### Provided records ###

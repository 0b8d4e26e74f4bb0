//! Combined JSON configuration loading.
//!
//! One JSON document supplies the metadata (queues, base recurrence
//! expression, group enforcement, split settings), the machine inventory,
//! and the scenario list. Parsing uses raw serde mirrors of the wire shape,
//! then converts into domain types so every structural invariant is enforced
//! by the model constructors at load time.
//!
//! # Wire shape
//!
//! ```json
//! {
//!   "metadata": {
//!     "name": "perf-lab",
//!     "schedule": "0 9 * * *",
//!     "queues": ["queue-a", "queue-b"],
//!     "enforce_machine_groups": true,
//!     "yaml_generation": { "target_yaml_count": 2, "schedule_offset_hours": 6 }
//!   },
//!   "machines": [
//!     {
//!       "name": "gold-lin",
//!       "capabilities": { "sut": { "priority": 1, "profiles": ["gold-lin"] } },
//!       "preferred_partners": ["load-1"],
//!       "machine_group": "east"
//!     }
//!   ],
//!   "scenarios": [
//!     { "name": "plaintext", "type": 2, "target_machines": ["gold-lin"] }
//!   ]
//! }
//! ```

use std::collections::HashMap;
use std::fs;
use std::path::{Path, PathBuf};

use serde::Deserialize;
use thiserror::Error;

use crate::models::{Capability, Machine, MachineRole, ModelError, Scenario, ScenarioKind};
use crate::splitter::SplitConfig;

/// Errors raised while loading a configuration.
#[derive(Debug, Error)]
pub enum ConfigError {
    #[error("failed to read configuration file {path}: {source}")]
    Io {
        path: PathBuf,
        #[source]
        source: std::io::Error,
    },

    #[error("invalid configuration JSON: {0}")]
    Parse(#[from] serde_json::Error),

    #[error(transparent)]
    Model(#[from] ModelError),

    #[error("unknown machine role '{role}' in {context}")]
    UnknownRole { role: String, context: String },

    #[error("scenario '{scenario}' has unknown type {value} (expected 1, 2, or 3)")]
    UnknownScenarioKind { scenario: String, value: u8 },
}

/// Configuration metadata.
#[derive(Debug, Clone)]
pub struct Metadata {
    /// Configuration name.
    pub name: String,
    /// Free-form description.
    pub description: String,
    /// Configuration version string.
    pub version: String,
    /// Base cron-style recurrence expression.
    pub schedule: String,
    /// Queue names; the queue count bounds assignments per stage.
    pub queues: Vec<String>,
    /// Whether LOAD/DB candidates must be group-compatible with the SUT.
    pub enforce_machine_groups: bool,
    /// Split settings, when schedule splitting is requested.
    pub split: Option<SplitConfig>,
}

/// A fully parsed lab configuration.
#[derive(Debug, Clone)]
pub struct LabConfig {
    pub metadata: Metadata,
    pub machines: Vec<Machine>,
    pub scenarios: Vec<Scenario>,
}

impl LabConfig {
    /// Loads a configuration from a JSON file.
    pub fn from_path(path: &Path) -> Result<Self, ConfigError> {
        let text = fs::read_to_string(path).map_err(|source| ConfigError::Io {
            path: path.to_path_buf(),
            source,
        })?;
        Self::from_json(&text)
    }

    /// Parses a configuration from a JSON string.
    pub fn from_json(json: &str) -> Result<Self, ConfigError> {
        let raw: RawConfig = serde_json::from_str(json)?;

        let machines = raw
            .machines
            .into_iter()
            .map(convert_machine)
            .collect::<Result<Vec<_>, _>>()?;
        let scenarios = raw
            .scenarios
            .into_iter()
            .map(convert_scenario)
            .collect::<Result<Vec<_>, _>>()?;

        Ok(Self {
            metadata: Metadata {
                name: raw.metadata.name,
                description: raw.metadata.description,
                version: raw.metadata.version,
                schedule: raw.metadata.schedule,
                queues: raw.metadata.queues,
                enforce_machine_groups: raw.metadata.enforce_machine_groups,
                split: raw.metadata.split.map(|s| SplitConfig {
                    target_count: s.target_count,
                    offset_hours: s.offset_hours,
                }),
            },
            machines,
            scenarios,
        })
    }

    /// Number of queues, bounding assignments per stage.
    pub fn max_queues(&self) -> usize {
        self.metadata.queues.len()
    }
}

#[derive(Debug, Deserialize)]
struct RawConfig {
    #[serde(default)]
    metadata: RawMetadata,
    #[serde(default)]
    machines: Vec<RawMachine>,
    #[serde(default)]
    scenarios: Vec<RawScenario>,
}

#[derive(Debug, Deserialize)]
struct RawMetadata {
    #[serde(default = "default_name")]
    name: String,
    #[serde(default)]
    description: String,
    #[serde(default = "default_version")]
    version: String,
    #[serde(default)]
    schedule: String,
    #[serde(default)]
    queues: Vec<String>,
    #[serde(default = "default_true")]
    enforce_machine_groups: bool,
    #[serde(default, rename = "yaml_generation")]
    split: Option<RawSplit>,
}

impl Default for RawMetadata {
    fn default() -> Self {
        Self {
            name: default_name(),
            description: String::new(),
            version: default_version(),
            schedule: String::new(),
            queues: Vec::new(),
            enforce_machine_groups: true,
            split: None,
        }
    }
}

#[derive(Debug, Deserialize)]
struct RawSplit {
    #[serde(default = "default_split_count", rename = "target_yaml_count")]
    target_count: usize,
    #[serde(default = "default_split_offset", rename = "schedule_offset_hours")]
    offset_hours: u32,
}

#[derive(Debug, Deserialize)]
struct RawMachine {
    name: String,
    #[serde(default)]
    capabilities: HashMap<String, RawCapability>,
    #[serde(default)]
    preferred_partners: Vec<String>,
    #[serde(default)]
    machine_group: Option<String>,
}

#[derive(Debug, Deserialize)]
struct RawCapability {
    #[serde(default = "default_priority")]
    priority: i32,
    #[serde(default)]
    profiles: Vec<String>,
    #[serde(default)]
    default_profile: Option<String>,
}

#[derive(Debug, Deserialize)]
struct RawScenario {
    name: String,
    #[serde(rename = "type")]
    kind: u8,
    target_machines: Vec<String>,
    #[serde(default)]
    template: Option<String>,
    #[serde(default)]
    estimated_runtime: Option<f64>,
    #[serde(default)]
    description: Option<String>,
    #[serde(default)]
    profile_overrides: Option<HashMap<String, HashMap<String, String>>>,
}

fn default_name() -> String {
    "Configuration".to_string()
}

fn default_version() -> String {
    "1.0".to_string()
}

fn default_true() -> bool {
    true
}

fn default_priority() -> i32 {
    1
}

fn default_split_count() -> usize {
    2
}

fn default_split_offset() -> u32 {
    6
}

fn convert_machine(raw: RawMachine) -> Result<Machine, ConfigError> {
    let mut machine = Machine::new(raw.name.clone());
    machine.preferred_partners = raw.preferred_partners;
    machine.machine_group = raw.machine_group;

    for (role_label, capability) in raw.capabilities {
        let role = MachineRole::parse(&role_label).ok_or_else(|| ConfigError::UnknownRole {
            role: role_label,
            context: format!("machine '{}'", raw.name),
        })?;
        machine.capabilities.insert(
            role,
            Capability::new(
                role,
                capability.priority,
                capability.profiles,
                capability.default_profile,
            )?,
        );
    }

    Ok(machine)
}

fn convert_scenario(raw: RawScenario) -> Result<Scenario, ConfigError> {
    let kind =
        ScenarioKind::from_machine_count(raw.kind).ok_or_else(|| ConfigError::UnknownScenarioKind {
            scenario: raw.name.clone(),
            value: raw.kind,
        })?;

    let mut scenario = Scenario::new(raw.name.clone(), kind, raw.target_machines)?;
    scenario.template = raw.template;
    scenario.description = raw.description;
    scenario.estimated_runtime = raw.estimated_runtime;

    if let Some(overrides) = raw.profile_overrides {
        for (machine, by_role) in overrides {
            for (role_label, profile) in by_role {
                let role =
                    MachineRole::parse(&role_label).ok_or_else(|| ConfigError::UnknownRole {
                        role: role_label,
                        context: format!("profile overrides of scenario '{}'", raw.name),
                    })?;
                scenario = scenario.with_profile_override(machine.clone(), role, profile);
            }
        }
    }

    Ok(scenario)
}
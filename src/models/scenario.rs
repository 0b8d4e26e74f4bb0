//! Scenario and scenario-run models.
//!
//! A scenario is a named unit of work targeting one or more SUT machines.
//! Each (scenario, target machine) pair expands into an independent
//! `ScenarioRun` — the atomic unit the scheduler allocates machines for.
//!
//! # Runtime Estimates
//!
//! Runtimes are in minutes. A scenario may carry a fixed estimate; otherwise
//! a per-kind default applies at expansion (SINGLE=30, DUAL=45, TRIPLE=60).

use std::collections::{BTreeSet, HashMap};
use std::hash::{Hash, Hasher};

use serde::{Deserialize, Serialize};

use super::{MachineRole, ModelError};

/// How many machines a scenario needs, and in which roles.
#[derive(Debug, Clone, Copy, PartialEq, Eq, Hash, Serialize, Deserialize)]
#[serde(rename_all = "lowercase")]
pub enum ScenarioKind {
    /// SUT only.
    Single,
    /// SUT + load generator.
    Dual,
    /// SUT + load generator + database.
    Triple,
}

impl ScenarioKind {
    /// Roles required by this kind, in resolution order (SUT first).
    pub fn required_roles(&self) -> &'static [MachineRole] {
        match self {
            ScenarioKind::Single => &[MachineRole::Sut],
            ScenarioKind::Dual => &[MachineRole::Sut, MachineRole::Load],
            ScenarioKind::Triple => &[MachineRole::Sut, MachineRole::Load, MachineRole::Db],
        }
    }

    /// Number of machines required.
    pub fn machine_count(&self) -> usize {
        self.required_roles().len()
    }

    /// Fallback runtime estimate in minutes when a scenario has none.
    pub fn default_runtime(&self) -> f64 {
        match self {
            ScenarioKind::Single => 30.0,
            ScenarioKind::Dual => 45.0,
            ScenarioKind::Triple => 60.0,
        }
    }

    /// Numeric wire encoding (1, 2, 3).
    pub fn from_machine_count(count: u8) -> Option<ScenarioKind> {
        match count {
            1 => Some(ScenarioKind::Single),
            2 => Some(ScenarioKind::Dual),
            3 => Some(ScenarioKind::Triple),
            _ => None,
        }
    }
}

/// A scenario to be scheduled.
///
/// Two scenarios are equal when their name and target-machine *set* match;
/// target order is irrelevant to identity.
#[derive(Debug, Clone, Serialize, Deserialize)]
pub struct Scenario {
    /// Scenario name (e.g. `"plaintext"`).
    pub name: String,
    /// Required machine roles.
    pub kind: ScenarioKind,
    /// Target SUT machine names. Never empty.
    pub target_machines: Vec<String>,
    /// Template reference handed to the external rendering step.
    pub template: Option<String>,
    /// Human-readable description.
    pub description: Option<String>,
    /// Fixed runtime estimate in minutes, if known.
    pub estimated_runtime: Option<f64>,
    /// Per-(machine name, role) profile overrides.
    pub profile_overrides: HashMap<String, HashMap<MachineRole, String>>,
}

impl Scenario {
    /// Creates a scenario. An empty target list is a construction error.
    pub fn new(
        name: impl Into<String>,
        kind: ScenarioKind,
        target_machines: Vec<String>,
    ) -> Result<Self, ModelError> {
        let name = name.into();
        if target_machines.is_empty() {
            return Err(ModelError::NoTargetMachines(name));
        }
        Ok(Self {
            name,
            kind,
            target_machines,
            template: None,
            description: None,
            estimated_runtime: None,
            profile_overrides: HashMap::new(),
        })
    }

    /// Sets the fixed runtime estimate (minutes).
    pub fn with_runtime(mut self, minutes: f64) -> Self {
        self.estimated_runtime = Some(minutes);
        self
    }

    /// Sets the template reference.
    pub fn with_template(mut self, template: impl Into<String>) -> Self {
        self.template = Some(template.into());
        self
    }

    /// Sets the description.
    pub fn with_description(mut self, description: impl Into<String>) -> Self {
        self.description = Some(description.into());
        self
    }

    /// Adds a profile override for a (machine name, role) pair.
    pub fn with_profile_override(
        mut self,
        machine: impl Into<String>,
        role: MachineRole,
        profile: impl Into<String>,
    ) -> Self {
        self.profile_overrides
            .entry(machine.into())
            .or_default()
            .insert(role, profile.into());
        self
    }

    /// Roles required by this scenario, in resolution order.
    pub fn required_roles(&self) -> &'static [MachineRole] {
        self.kind.required_roles()
    }

    /// The profile this scenario prefers for a (machine, role) pair, if any.
    pub fn preferred_profile(&self, machine: &str, role: MachineRole) -> Option<&str> {
        self.profile_overrides
            .get(machine)
            .and_then(|by_role| by_role.get(&role))
            .map(String::as_str)
    }

    /// Display name including targets, e.g. `"plaintext-[gold-lin,gold-win]"`.
    pub fn display_name(&self) -> String {
        match self.target_machines.as_slice() {
            [single] => format!("{}-{}", self.name, single),
            targets => format!("{}-[{}]", self.name, targets.join(",")),
        }
    }
}

impl PartialEq for Scenario {
    fn eq(&self, other: &Self) -> bool {
        if self.name != other.name {
            return false;
        }
        let mine: BTreeSet<&str> = self.target_machines.iter().map(String::as_str).collect();
        let theirs: BTreeSet<&str> = other.target_machines.iter().map(String::as_str).collect();
        mine == theirs
    }
}

impl Eq for Scenario {}

impl Hash for Scenario {
    fn hash<H: Hasher>(&self, state: &mut H) {
        self.name.hash(state);
        let targets: BTreeSet<&str> = self.target_machines.iter().map(String::as_str).collect();
        for target in targets {
            target.hash(state);
        }
    }
}

/// One (scenario, target machine) pair — the unit actually scheduled.
///
/// Carries the resolved runtime estimate so later stages never consult the
/// fallback table again.
#[derive(Debug, Clone, Serialize, Deserialize)]
pub struct ScenarioRun {
    /// The scenario this run belongs to.
    pub scenario: Scenario,
    /// The specific target machine for this run.
    pub target_machine: String,
    /// Resolved runtime estimate in minutes.
    pub estimated_runtime: f64,
}

impl ScenarioRun {
    /// Creates a run for one target, resolving the runtime estimate.
    pub fn new(scenario: &Scenario, target_machine: &str) -> Self {
        let estimated_runtime = scenario
            .estimated_runtime
            .unwrap_or_else(|| scenario.kind.default_runtime());
        Self {
            scenario: scenario.clone(),
            target_machine: target_machine.to_string(),
            estimated_runtime,
        }
    }

    /// Expands scenarios into one run per target machine.
    pub fn expand(scenarios: &[Scenario]) -> Vec<ScenarioRun> {
        scenarios
            .iter()
            .flat_map(|s| s.target_machines.iter().map(|t| ScenarioRun::new(s, t)))
            .collect()
    }

    /// Display name, e.g. `"plaintext-gold-lin"`.
    pub fn display_name(&self) -> String {
        format!("{}-{}", self.scenario.name, self.target_machine)
    }
}
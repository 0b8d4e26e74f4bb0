//! Scheduling domain models.
//!
//! Core data types for lab scheduling: machines with per-role capabilities,
//! scenarios expanding into per-target runs, and the assignment/stage/schedule
//! hierarchy the scheduler produces. All types are immutable after
//! construction; structural invariants (non-empty profile lists, non-empty
//! target lists, machine uniqueness within a stage) are enforced when values
//! are built, not re-checked downstream.

mod machine;
mod scenario;
mod schedule;

use thiserror::Error;

pub use machine::{Capability, Machine, MachineRole};
pub use scenario::{Scenario, ScenarioKind, ScenarioRun};
pub use schedule::{MachineAssignment, PartialSchedule, Schedule, Stage};

/// Structural errors raised while constructing domain values.
#[derive(Debug, Error)]
pub enum ModelError {
    /// A capability was declared with no profiles.
    #[error("capability for role '{role}' has no profiles")]
    EmptyProfiles { role: MachineRole },

    /// A capability's default profile is not in its profile list.
    #[error("default profile '{profile}' not among available profiles for role '{role}'")]
    UnknownDefaultProfile { role: MachineRole, profile: String },

    /// A scenario was declared with no target machines.
    #[error("scenario '{0}' must have at least one target machine")]
    NoTargetMachines(String),
}
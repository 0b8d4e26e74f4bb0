//! Schedule quality metrics.
//!
//! Computes summary indicators from a packed schedule (totals, stage shape,
//! machine utilization, per-kind run counts) and balance statistics across
//! split partial schedules.

use std::collections::HashMap;

use crate::models::{PartialSchedule, Schedule, ScenarioKind, Stage};

/// Summary indicators for a packed schedule.
///
/// All time values are in minutes.
#[derive(Debug, Clone)]
pub struct ScheduleKpi {
    /// Sum of stage durations.
    pub total_estimated_time: f64,
    /// Number of stages.
    pub stage_count: usize,
    /// Number of assignments across all stages.
    pub assignment_count: usize,
    /// Mean stage duration (0 for an empty schedule).
    pub avg_stage_duration: f64,
    /// Assignments per scenario kind.
    pub runs_by_kind: HashMap<ScenarioKind, usize>,
    /// Utilization percentage per machine.
    pub utilization_by_machine: HashMap<String, f64>,
}

impl ScheduleKpi {
    /// Computes KPIs from a schedule.
    pub fn calculate(schedule: &Schedule) -> Self {
        let total_estimated_time = schedule.total_estimated_time();
        let stage_count = schedule.stages.len();
        let assignment_count = schedule.assignment_count();

        let avg_stage_duration = if stage_count == 0 {
            0.0
        } else {
            total_estimated_time / stage_count as f64
        };

        let mut runs_by_kind: HashMap<ScenarioKind, usize> = HashMap::new();
        for stage in &schedule.stages {
            for assignment in stage.assignments() {
                *runs_by_kind.entry(assignment.scenario.kind).or_insert(0) += 1;
            }
        }

        Self {
            total_estimated_time,
            stage_count,
            assignment_count,
            avg_stage_duration,
            runs_by_kind,
            utilization_by_machine: schedule.machine_utilization(),
        }
    }
}

/// Runtime balance statistics across partial schedules.
#[derive(Debug, Clone)]
pub struct SplitBalance {
    /// Mean partial runtime (minutes).
    pub average: f64,
    /// Shortest partial runtime.
    pub min: f64,
    /// Longest partial runtime.
    pub max: f64,
    /// (max - min) / average × 100; 0 when the average is 0. Lower is better.
    pub balance_ratio_pct: f64,
}

impl SplitBalance {
    /// Computes balance statistics. Returns all zeros for an empty slice.
    pub fn calculate(parts: &[PartialSchedule]) -> Self {
        if parts.is_empty() {
            return Self {
                average: 0.0,
                min: 0.0,
                max: 0.0,
                balance_ratio_pct: 0.0,
            };
        }

        let runtimes: Vec<f64> = parts.iter().map(PartialSchedule::total_estimated_time).collect();
        let sum: f64 = runtimes.iter().sum();
        let average = sum / runtimes.len() as f64;
        let min = runtimes.iter().copied().fold(f64::INFINITY, f64::min);
        let max = runtimes.iter().copied().fold(f64::NEG_INFINITY, f64::max);
        let balance_ratio_pct = if average > 0.0 {
            (max - min) / average * 100.0
        } else {
            0.0
        };

        Self {
            average,
            min,
            max,
            balance_ratio_pct,
        }
    }

    /// Largest stage duration across the given parts.
    pub fn largest_stage(parts: &[PartialSchedule]) -> f64 {
        parts
            .iter()
            .flat_map(|p| p.stages.iter())
            .map(Stage::estimated_duration)
            .fold(0.0, f64::max)
    }
}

###

#### [What you are asked to do]
Would you report every line of the entries above containing the word "bool"?

#### [Solved problem]
    pub enforce_machine_groups: bool,
    enforce_machine_groups: bool,
fn default_true() -> bool {
    fn eq(&self, other: &Self) -> bool {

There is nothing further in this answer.